Diazepam 10 mg.a medicine that can help you avoid panic attacks, anxiety,
and insomnia, is available to buy without prescription at UK Sleeping Pills.

Admin said...

This is one of the best post i have read in months, its really great and inspiring, i will really like to read more form you and will like to share with others as well, keep writing more
Buy Weed Seeds Online
Buy A-796,260 Online
Buy Phenethylamine Psychedelics online
Subutex 8mg Online
Order Quaaludes Mandrax 300mg online
Buy DMT Dimethyltryptamine Online
Valium Diazepam For Sale Online
Buy Harvoni ledipasvir sofosbuvir online
Wockhardt Actavis Codeine Online
Cannabis Oil For Sale
Buy enzodiazepines online you can as well Whatsapp/Text +1(646)883-3072 , Telegram: primenature or email:primepharma0@gmail.com for more details

Praise for Dr Schimpff

The craft of science writing requires skills that are arguably the most underestimated and misunderstood in the media world. Dumbing down all too often gets mistaken for clarity. Showmanship frequently masks a poor presentation of scientific issues. Factoids are paraded in lieu of ideas. Answers are marketed at the expense of searching questions. By contrast, Steve Schimpff provides a fine combination of enlightenment and reading satisfaction. As a medical scientist he brings his readers encyclopedic knowledge of his subject. As a teacher and as a medical ambassador to other disciplines he's learned how to explain medical breakthroughs without unnecessary jargon.
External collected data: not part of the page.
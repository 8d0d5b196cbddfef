//! Collection handles: CRUD, bulk writes, indexes and renames.

use std::sync::Arc;

use bson::{doc, Bson, Document};
use serde::Serialize;
use unified_core::document::{lookup_path, values_equal};
use unified_core::DriverError;

use super::change_stream::{self, Scope};
use super::client::{cursor_reply, MemoryClient};
use super::query;
use super::server::{ensure_id, Modify, Namespace, ServerState};
use super::session::MemorySession;
use crate::model::{UpdateModification, WriteModel};
use crate::options::*;
use crate::results::{BulkWriteResult, DeleteResult, InsertManyResult, InsertOneResult, UpdateResult};
use crate::{ChangeStreamHandle, CollectionHandle, DriverResult, SessionHandle};

/// A collection of an in-memory deployment.
pub struct MemoryCollection {
    client: MemoryClient,
    ns: Namespace,
    options: CollectionOptions,
}

fn put(command: &mut Document, key: &str, value: Option<impl Into<Bson>>) {
    if let Some(value) = value {
        command.insert(key, value.into());
    }
}

fn update_bson(update: &UpdateModification) -> Bson {
    match update {
        UpdateModification::Document(d) => Bson::Document(d.clone()),
        UpdateModification::Pipeline(stages) => {
            Bson::Array(stages.iter().cloned().map(Bson::Document).collect())
        }
    }
}

fn documents_bson(documents: &[Document]) -> Bson {
    Bson::Array(documents.iter().cloned().map(Bson::Document).collect())
}

/// Attach a partial result to an error.
fn with_partial<T: Serialize>(error: DriverError, partial: &T) -> DriverError {
    match bson::to_bson(partial) {
        Ok(result) => error.with_partial_result(result),
        Err(_) => error,
    }
}

/// Reply of a write command: the count plus any write error.
fn write_reply(n: i64, error: Option<&DriverError>) -> Document {
    let mut reply = doc! { "n": n };
    if let Some(error) = error {
        reply.insert(
            "writeErrors",
            vec![Bson::Document(doc! {
                "index": 0,
                "code": error.code().unwrap_or_default(),
                "errmsg": error.message.clone(),
            })],
        );
    }
    reply
}

/// Default index name: `field_direction` pairs joined by `_`.
fn index_name(keys: &Document) -> String {
    keys.iter()
        .map(|(k, v)| match v {
            Bson::String(s) => format!("{}_{}", k, s),
            Bson::Int32(i) => format!("{}_{}", k, i),
            Bson::Int64(i) => format!("{}_{}", k, i),
            Bson::Double(d) => format!("{}_{}", k, d),
            other => format!("{}_{}", k, other),
        })
        .collect::<Vec<_>>()
        .join("_")
}
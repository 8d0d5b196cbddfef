//! Collection operation handlers.

use bson::Document;
use unified_core::EntityKind;
use unified_driver::*;

use super::{finish, unsupported, Outcome};
use crate::entity::EntityMap;
use crate::operation::Operation;
use crate::output::Output;

/// Run an operation against a collection entity.
pub fn execute(coll: &dyn CollectionHandle, entities: &EntityMap, op: Operation) -> Outcome {
    match op {
        Operation::Aggregate {
            pipeline,
            session,
            options,
        } => aggregate(coll, entities, pipeline, session, options),
        Operation::BulkWrite {
            requests,
            session,
            options,
        } => bulk_write(coll, entities, requests, session, options),
        Operation::CountDocuments {
            filter,
            session,
            options,
        } => count_documents(coll, entities, filter, session, options),
        Operation::EstimatedDocumentCount { options } => estimated_document_count(coll, options),
        Operation::Distinct {
            field_name,
            filter,
            session,
            options,
        } => distinct(coll, entities, field_name, filter, session, options),
        Operation::Find {
            filter,
            session,
            options,
        } => find(coll, entities, filter, session, options),
        Operation::FindOne {
            filter,
            session,
            options,
        } => find_one(coll, entities, filter, session, options),
        Operation::FindOneAndDelete {
            filter,
            session,
            options,
        } => find_one_and_delete(coll, entities, filter, session, options),
        Operation::FindOneAndReplace {
            filter,
            replacement,
            session,
            options,
        } => find_one_and_replace(coll, entities, filter, replacement, session, options),
        Operation::FindOneAndUpdate {
            filter,
            update,
            session,
            options,
        } => find_one_and_update(coll, entities, filter, update, session, options),
        Operation::InsertOne {
            document,
            session,
            options,
        } => insert_one(coll, entities, document, session, options),
        Operation::InsertMany {
            documents,
            session,
            options,
        } => insert_many(coll, entities, documents, session, options),
        Operation::ReplaceOne {
            filter,
            replacement,
            session,
            options,
        } => replace_one(coll, entities, filter, replacement, session, options),
        Operation::UpdateOne {
            filter,
            update,
            session,
            options,
        } => update_one(coll, entities, filter, update, session, options),
        Operation::UpdateMany {
            filter,
            update,
            session,
            options,
        } => update_many(coll, entities, filter, update, session, options),
        Operation::DeleteOne {
            filter,
            session,
            options,
        } => delete_one(coll, entities, filter, session, options),
        Operation::DeleteMany {
            filter,
            session,
            options,
        } => delete_many(coll, entities, filter, session, options),
        Operation::CreateIndex {
            keys,
            name,
            session,
            options,
        } => create_index(coll, entities, keys, name, session, options),
        Operation::ListIndexes { session } => list_indexes(coll, entities, session),
        Operation::ListIndexNames { session } => list_index_names(coll, entities, session),
        Operation::RenameCollection { to, session, options } => {
            rename_collection(coll, entities, to, session, options)
        }
        Operation::CreateChangeStream {
            pipeline,
            session,
            options,
        } => create_change_stream(coll, entities, pipeline, session, options),
        other => Err(unsupported(&other, EntityKind::Collection)),
    }
}

// =============================================================================
// Individual Handlers
// =============================================================================

/// Handle aggregate operation.
pub fn aggregate(
    coll: &dyn CollectionHandle,
    entities: &EntityMap,
    pipeline: Vec<Document>,
    session: Option<String>,
    options: AggregateOptions,
) -> Outcome {
    let session = entities.optional_session(session.as_deref())?;
    finish(coll.aggregate(pipeline, &options, session.as_deref()), |docs| {
        Ok(Output::Documents(docs))
    })
}

/// Handle bulkWrite operation.
pub fn bulk_write(
    coll: &dyn CollectionHandle,
    entities: &EntityMap,
    requests: Vec<WriteModel>,
    session: Option<String>,
    options: BulkWriteOptions,
) -> Outcome {
    let session = entities.optional_session(session.as_deref())?;
    finish(coll.bulk_write(requests, &options, session.as_deref()), |result| {
        Output::serialize(&result)
    })
}

/// Handle countDocuments operation.
pub fn count_documents(
    coll: &dyn CollectionHandle,
    entities: &EntityMap,
    filter: Document,
    session: Option<String>,
    options: CountOptions,
) -> Outcome {
    let session = entities.optional_session(session.as_deref())?;
    finish(coll.count_documents(filter, &options, session.as_deref()), |n| {
        Ok(Output::Count(n))
    })
}

/// Handle estimatedDocumentCount operation.
pub fn estimated_document_count(coll: &dyn CollectionHandle, options: EstimatedDocumentCountOptions) -> Outcome {
    finish(coll.estimated_document_count(&options), |n| Ok(Output::Count(n)))
}

/// Handle distinct operation.
pub fn distinct(
    coll: &dyn CollectionHandle,
    entities: &EntityMap,
    field_name: String,
    filter: Option<Document>,
    session: Option<String>,
    options: DistinctOptions,
) -> Outcome {
    let session = entities.optional_session(session.as_deref())?;
    finish(
        coll.distinct(&field_name, filter, &options, session.as_deref()),
        |values| Ok(Output::Values(values)),
    )
}

/// Handle find operation.
pub fn find(
    coll: &dyn CollectionHandle,
    entities: &EntityMap,
    filter: Option<Document>,
    session: Option<String>,
    options: FindOptions,
) -> Outcome {
    let session = entities.optional_session(session.as_deref())?;
    finish(coll.find(filter, &options, session.as_deref()), |docs| {
        Ok(Output::Documents(docs))
    })
}

/// Handle findOne operation.
pub fn find_one(
    coll: &dyn CollectionHandle,
    entities: &EntityMap,
    filter: Option<Document>,
    session: Option<String>,
    options: FindOneOptions,
) -> Outcome {
    let session = entities.optional_session(session.as_deref())?;
    finish(coll.find_one(filter, &options, session.as_deref()), |doc| {
        Ok(Output::Optional(doc))
    })
}

/// Handle findOneAndDelete operation.
pub fn find_one_and_delete(
    coll: &dyn CollectionHandle,
    entities: &EntityMap,
    filter: Document,
    session: Option<String>,
    options: FindOneAndDeleteOptions,
) -> Outcome {
    let session = entities.optional_session(session.as_deref())?;
    finish(
        coll.find_one_and_delete(filter, &options, session.as_deref()),
        |doc| Ok(Output::Optional(doc)),
    )
}

/// Handle findOneAndReplace operation.
pub fn find_one_and_replace(
    coll: &dyn CollectionHandle,
    entities: &EntityMap,
    filter: Document,
    replacement: Document,
    session: Option<String>,
    options: FindOneAndReplaceOptions,
) -> Outcome {
    let session = entities.optional_session(session.as_deref())?;
    finish(
        coll.find_one_and_replace(filter, replacement, &options, session.as_deref()),
        |doc| Ok(Output::Optional(doc)),
    )
}

/// Handle findOneAndUpdate operation.
pub fn find_one_and_update(
    coll: &dyn CollectionHandle,
    entities: &EntityMap,
    filter: Document,
    update: UpdateModification,
    session: Option<String>,
    options: FindOneAndUpdateOptions,
) -> Outcome {
    let session = entities.optional_session(session.as_deref())?;
    finish(
        coll.find_one_and_update(filter, update, &options, session.as_deref()),
        |doc| Ok(Output::Optional(doc)),
    )
}

/// Handle insertOne operation.
pub fn insert_one(
    coll: &dyn CollectionHandle,
    entities: &EntityMap,
    document: Document,
    session: Option<String>,
    options: InsertOneOptions,
) -> Outcome {
    let session = entities.optional_session(session.as_deref())?;
    finish(coll.insert_one(document, &options, session.as_deref()), |result| {
        Output::serialize(&result)
    })
}

/// Handle insertMany operation.
pub fn insert_many(
    coll: &dyn CollectionHandle,
    entities: &EntityMap,
    documents: Vec<Document>,
    session: Option<String>,
    options: InsertManyOptions,
) -> Outcome {
    let session = entities.optional_session(session.as_deref())?;
    finish(coll.insert_many(documents, &options, session.as_deref()), |result| {
        Output::serialize(&result)
    })
}

/// Handle replaceOne operation.
pub fn replace_one(
    coll: &dyn CollectionHandle,
    entities: &EntityMap,
    filter: Document,
    replacement: Document,
    session: Option<String>,
    options: ReplaceOptions,
) -> Outcome {
    let session = entities.optional_session(session.as_deref())?;
    finish(
        coll.replace_one(filter, replacement, &options, session.as_deref()),
        |result| Output::serialize(&result),
    )
}

/// Handle updateOne operation.
pub fn update_one(
    coll: &dyn CollectionHandle,
    entities: &EntityMap,
    filter: Document,
    update: UpdateModification,
    session: Option<String>,
    options: UpdateOptions,
) -> Outcome {
    let session = entities.optional_session(session.as_deref())?;
    finish(coll.update_one(filter, update, &options, session.as_deref()), |result| {
        Output::serialize(&result)
    })
}

/// Handle updateMany operation.
pub fn update_many(
    coll: &dyn CollectionHandle,
    entities: &EntityMap,
    filter: Document,
    update: UpdateModification,
    session: Option<String>,
    options: UpdateOptions,
) -> Outcome {
    let session = entities.optional_session(session.as_deref())?;
    finish(coll.update_many(filter, update, &options, session.as_deref()), |result| {
        Output::serialize(&result)
    })
}

/// Handle deleteOne operation.
pub fn delete_one(
    coll: &dyn CollectionHandle,
    entities: &EntityMap,
    filter: Document,
    session: Option<String>,
    options: DeleteOptions,
) -> Outcome {
    let session = entities.optional_session(session.as_deref())?;
    finish(coll.delete_one(filter, &options, session.as_deref()), |result| {
        Output::serialize(&result)
    })
}

/// Handle deleteMany operation.
pub fn delete_many(
    coll: &dyn CollectionHandle,
    entities: &EntityMap,
    filter: Document,
    session: Option<String>,
    options: DeleteOptions,
) -> Outcome {
    let session = entities.optional_session(session.as_deref())?;
    finish(coll.delete_many(filter, &options, session.as_deref()), |result| {
        Output::serialize(&result)
    })
}

/// Handle createIndex operation.
pub fn create_index(
    coll: &dyn CollectionHandle,
    entities: &EntityMap,
    keys: Document,
    name: Option<String>,
    session: Option<String>,
    options: IndexOptions,
) -> Outcome {
    let session = entities.optional_session(session.as_deref())?;
    finish(
        coll.create_index(keys, name.as_deref(), &options, session.as_deref()),
        |name| Ok(Output::Value(name.into())),
    )
}

/// Handle listIndexes operation.
pub fn list_indexes(coll: &dyn CollectionHandle, entities: &EntityMap, session: Option<String>) -> Outcome {
    let session = entities.optional_session(session.as_deref())?;
    finish(coll.list_indexes(session.as_deref()), |docs| Ok(Output::Documents(docs)))
}

/// Handle listIndexNames operation.
pub fn list_index_names(coll: &dyn CollectionHandle, entities: &EntityMap, session: Option<String>) -> Outcome {
    let session = entities.optional_session(session.as_deref())?;
    finish(coll.list_index_names(session.as_deref()), |names| Ok(Output::Names(names)))
}

/// Handle renameCollection operation.
pub fn rename_collection(
    coll: &dyn CollectionHandle,
    entities: &EntityMap,
    to: String,
    session: Option<String>,
    options: RenameCollectionOptions,
) -> Outcome {
    let session = entities.optional_session(session.as_deref())?;
    finish(coll.rename(&to, &options, session.as_deref()), |()| Ok(Output::Unit))
}

/// Handle createChangeStream operation.
pub fn create_change_stream(
    coll: &dyn CollectionHandle,
    entities: &EntityMap,
    pipeline: Vec<Document>,
    session: Option<String>,
    options: ChangeStreamOptions,
) -> Outcome {
    let session = entities.optional_session(session.as_deref())?;
    finish(coll.watch(pipeline, &options, session.as_deref()), |stream| {
        Ok(Output::ChangeStream(stream))
    })
}
//! Change streams over the server's change log.

use std::sync::Arc;

use bson::{doc, Bson, Document};
use parking_lot::Mutex;
use unified_core::DriverError;

use super::client::{cursor_reply, MemoryClient};
use super::query;
use super::server::Namespace;
use super::session::MemorySession;
use super::Deployment;
use crate::options::ChangeStreamOptions;
use crate::{ChangeStreamHandle, DriverResult};

/// Stages allowed after `$changeStream`.
const ALLOWED_STAGES: &[&str] = &["$match", "$project", "$addFields", "$set", "$unset"];

/// What a change stream watches.
#[derive(Debug, Clone)]
pub(crate) enum Scope {
    Cluster,
    Database(String),
    Collection(Namespace),
}

impl Scope {
    fn contains(&self, event: &Document) -> bool {
        let Ok(ns) = event.get_document("ns") else {
            return false;
        };
        let db = ns.get_str("db").unwrap_or_default();
        match self {
            Scope::Cluster => true,
            Scope::Database(name) => db == name.as_str(),
            Scope::Collection(target) => {
                db == target.db && ns.get_str("coll").unwrap_or_default() == target.coll
            }
        }
    }
}

/// Open a change stream positioned after every change recorded so far.
pub(crate) fn open(
    client: &MemoryClient,
    scope: Scope,
    pipeline: Vec<Document>,
    options: &ChangeStreamOptions,
    session: Option<&MemorySession>,
) -> DriverResult<Arc<dyn ChangeStreamHandle>> {
    for stage in &pipeline {
        let name = stage.keys().next().map(String::as_str).unwrap_or_default();
        if !ALLOWED_STAGES.contains(&name) {
            return Err(DriverError::server(
                40324,
                "Location40324",
                format!("{} is not permitted in a $changeStream pipeline", name),
            ));
        }
    }

    let mut stage = Document::new();
    if let Some(full_document) = &options.full_document {
        stage.insert("fullDocument", full_document.clone());
    }
    if let Some(before_change) = &options.full_document_before_change {
        stage.insert("fullDocumentBeforeChange", before_change.clone());
    }
    if let Some(resume_after) = &options.resume_after {
        stage.insert("resumeAfter", resume_after.clone());
    }
    if let Some(start_after) = &options.start_after {
        stage.insert("startAfter", start_after.clone());
    }
    if options.show_expanded_events == Some(true) {
        stage.insert("showExpandedEvents", true);
    }
    let (database, target) = match &scope {
        Scope::Cluster => {
            stage.insert("allChangesForCluster", true);
            ("admin".to_string(), Bson::Int32(1))
        }
        Scope::Database(name) => (name.clone(), Bson::Int32(1)),
        Scope::Collection(ns) => (ns.db.clone(), Bson::String(ns.coll.clone())),
    };
    let mut stages = vec![Bson::Document(doc! { "$changeStream": stage })];
    stages.extend(pipeline.iter().cloned().map(Bson::Document));
    let mut cursor = Document::new();
    if let Some(batch_size) = options.batch_size {
        cursor.insert("batchSize", batch_size);
    }
    let mut command = doc! { "aggregate": target, "pipeline": stages, "cursor": cursor };
    if let Some(comment) = &options.comment {
        command.insert("comment", comment.clone());
    }

    let cursor_ns = format!("{}.$cmd.aggregate", database);
    let position = client.execute(&database, command, session, |state, _| {
        Ok((state.change_log.len(), cursor_reply(&cursor_ns, &[])))
    })?;

    Ok(Arc::new(MemoryChangeStream {
        deployment: Arc::clone(client.deployment()),
        scope,
        pipeline,
        update_lookup: options.full_document.as_deref() == Some("updateLookup"),
        position: Mutex::new(position),
    }))
}

/// A change stream reading the deployment's change log.
pub struct MemoryChangeStream {
    deployment: Arc<Deployment>,
    scope: Scope,
    pipeline: Vec<Document>,
    update_lookup: bool,
    position: Mutex<usize>,
}

impl MemoryChangeStream {
    fn lookup(&self, event: &mut Document, current: &[Document]) {
        let key = event.get_document("documentKey").ok().and_then(|k| k.get("_id")).cloned();
        let found = key.and_then(|id| {
            current
                .iter()
                .find(|d| d.get("_id").map_or(false, |v| unified_core::document::values_equal(v, &id)))
                .cloned()
        });
        event.insert("fullDocument", found.map_or(Bson::Null, Bson::Document));
    }
}

impl ChangeStreamHandle for MemoryChangeStream {
    fn next_document(&self) -> DriverResult<Document> {
        let mut position = self.position.lock();
        let state = self.deployment.state.lock();
        // Aborted transactions truncate the log
        let start = (*position).min(state.change_log.len());
        for (offset, event) in state.change_log[start..].iter().enumerate() {
            if !self.scope.contains(event) {
                continue;
            }
            let mut event = event.clone();
            if self.update_lookup && event.get_str("operationType").ok() == Some("update") {
                let ns = event.get_document("ns").cloned().unwrap_or_default();
                let ns = Namespace::new(
                    ns.get_str("db").unwrap_or_default(),
                    ns.get_str("coll").unwrap_or_default(),
                );
                self.lookup(&mut event, &state.documents(&ns));
            }
            let mut output = query::run_pipeline(vec![event], &self.pipeline)?;
            if let Some(event) = output.pop() {
                *position = start + offset + 1;
                return Ok(event);
            }
        }
        *position = state.change_log.len();
        Err(DriverError::client("no change events available"))
    }
}
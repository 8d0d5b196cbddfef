//! Tests for `bulkWrite` request decoding in both request shapes.

use bson::doc;
use unified_driver::{UpdateModification, WriteModel};

use crate::operation::bulk::decode_request;
use crate::registry;
use crate::{Error, Operation};

#[test]
fn test_legacy_and_unified_shapes_are_equivalent() {
    let pairs = [
        (
            doc! { "name": "insertOne", "arguments": { "document": { "_id": 1 } } },
            doc! { "insertOne": { "document": { "_id": 1 } } },
        ),
        (
            doc! { "name": "deleteMany", "arguments": { "filter": { "x": 1 }, "hint": "x_1" } },
            doc! { "deleteMany": { "filter": { "x": 1 }, "hint": "x_1" } },
        ),
        (
            doc! { "name": "replaceOne", "arguments": { "filter": {}, "replacement": { "y": 2 }, "upsert": true } },
            doc! { "replaceOne": { "filter": {}, "replacement": { "y": 2 }, "upsert": true } },
        ),
        (
            doc! { "name": "updateOne", "arguments": { "filter": {}, "update": { "$inc": { "x": 1 } } } },
            doc! { "updateOne": { "filter": {}, "update": { "$inc": { "x": 1 } } } },
        ),
    ];
    for (legacy, unified) in pairs {
        assert_eq!(decode_request(&legacy).unwrap(), decode_request(&unified).unwrap());
    }
}

#[test]
fn test_update_accepts_pipeline() {
    let model = decode_request(&doc! {
        "updateMany": { "filter": {}, "update": [{ "$set": { "x": 1 } }] }
    })
    .unwrap();
    match model {
        WriteModel::UpdateMany { update, .. } => {
            assert_eq!(update, UpdateModification::Pipeline(vec![doc! { "$set": { "x": 1 } }]));
        }
        other => panic!("Expected UpdateMany, got {:?}", other),
    }
}

#[test]
fn test_ambiguous_request() {
    let err = decode_request(&doc! {
        "deleteOne": { "filter": {} },
        "insertOne": { "document": {} },
    })
    .unwrap_err();
    assert_eq!(
        err,
        Error::AmbiguousWriteModel {
            keys: vec!["insertOne".into(), "deleteOne".into()]
        }
    );
}

#[test]
fn test_request_without_model() {
    assert_eq!(decode_request(&doc! {}).unwrap_err(), Error::NoWriteModelMatched);
    assert_eq!(
        decode_request(&doc! { "upsertOne": { "filter": {} } }).unwrap_err(),
        Error::NoWriteModelMatched
    );
}

#[test]
fn test_extra_key_beside_model() {
    let err = decode_request(&doc! { "insertOne": { "document": {} }, "ordered": true }).unwrap_err();
    assert_eq!(
        err,
        Error::UnsupportedArgument {
            operation: "bulkWrite".into(),
            key: "ordered".into()
        }
    );

    let err = decode_request(&doc! { "name": "insertOne", "arguments": { "document": {} }, "x": 1 }).unwrap_err();
    assert!(matches!(err, Error::UnsupportedArgument { ref key, .. } if key == "x"));
}

#[test]
fn test_unknown_model_argument() {
    let err = decode_request(&doc! { "insertOne": { "document": {}, "upsert": true } }).unwrap_err();
    assert_eq!(
        err,
        Error::UnsupportedArgument {
            operation: "insertOne".into(),
            key: "upsert".into()
        }
    );

    let err = decode_request(&doc! {
        "name": "deleteOne",
        "arguments": { "filter": {}, "arrayFilters": [] }
    })
    .unwrap_err();
    assert!(matches!(err, Error::UnsupportedArgument { ref operation, .. } if operation == "deleteOne"));
}

#[test]
fn test_non_document_model_value() {
    let err = decode_request(&doc! { "insertOne": 1 }).unwrap_err();
    assert_eq!(err, Error::NoWriteModelMatched);
}

#[test]
fn test_bulk_write_operation_decodes_requests() {
    let args = doc! {
        "requests": [
            { "insertOne": { "document": { "_id": 1 } } },
            { "name": "deleteOne", "arguments": { "filter": { "_id": 1 } } },
        ],
        "ordered": false,
    };
    match registry::decode("bulkWrite", Some(&args)).unwrap() {
        Operation::BulkWrite { requests, options, .. } => {
            assert_eq!(requests.len(), 2);
            assert_eq!(requests[1].name(), "deleteOne");
            assert_eq!(options.ordered, Some(false));
        }
        other => panic!("Expected BulkWrite, got {:?}", other),
    }
}

#[test]
fn test_bulk_write_propagates_request_errors() {
    let args = doc! { "requests": [{ "insertOne": { "document": {} }, "deleteOne": { "filter": {} } }] };
    assert!(matches!(
        registry::decode("bulkWrite", Some(&args)),
        Err(Error::AmbiguousWriteModel { .. })
    ));
}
As an advisor to policymakers he's acquired the knack of cutting directly to the practical effects, showing how advances in medical science affect the big lifestyle and economic questions that concern us all. But Schimpff's greatest strength as a writer is that he's a physician through and through, caring above all for the person. His engaging conversational style, insights and fascinating treasury of cutting-edge information leave both lay readers and medical professionals turning his pages. In his hands the impact of new medical technologies and discoveries becomes an engrossing story about what lies ahead for us in the 21st century: as healthy people, as patients of all ages, as children, as parents, as taxpayers, as both consumers and providers of health services. There can be few greater stories than the adventure of what awaits our minds, bodies, budgets, lifespans and societies as new technologies change our world. Schimpff tells it with passion, vision, sweep, intelligence and an urgency that none of us can ignore.

-- N.J. Slabbert, science writer, co-author of Innovation, The Key to Prosperity: Technology & America's Role in the 21st Century Global Economy (with Aris Melissaratos, director of technology enterprise at the John Hopkins University).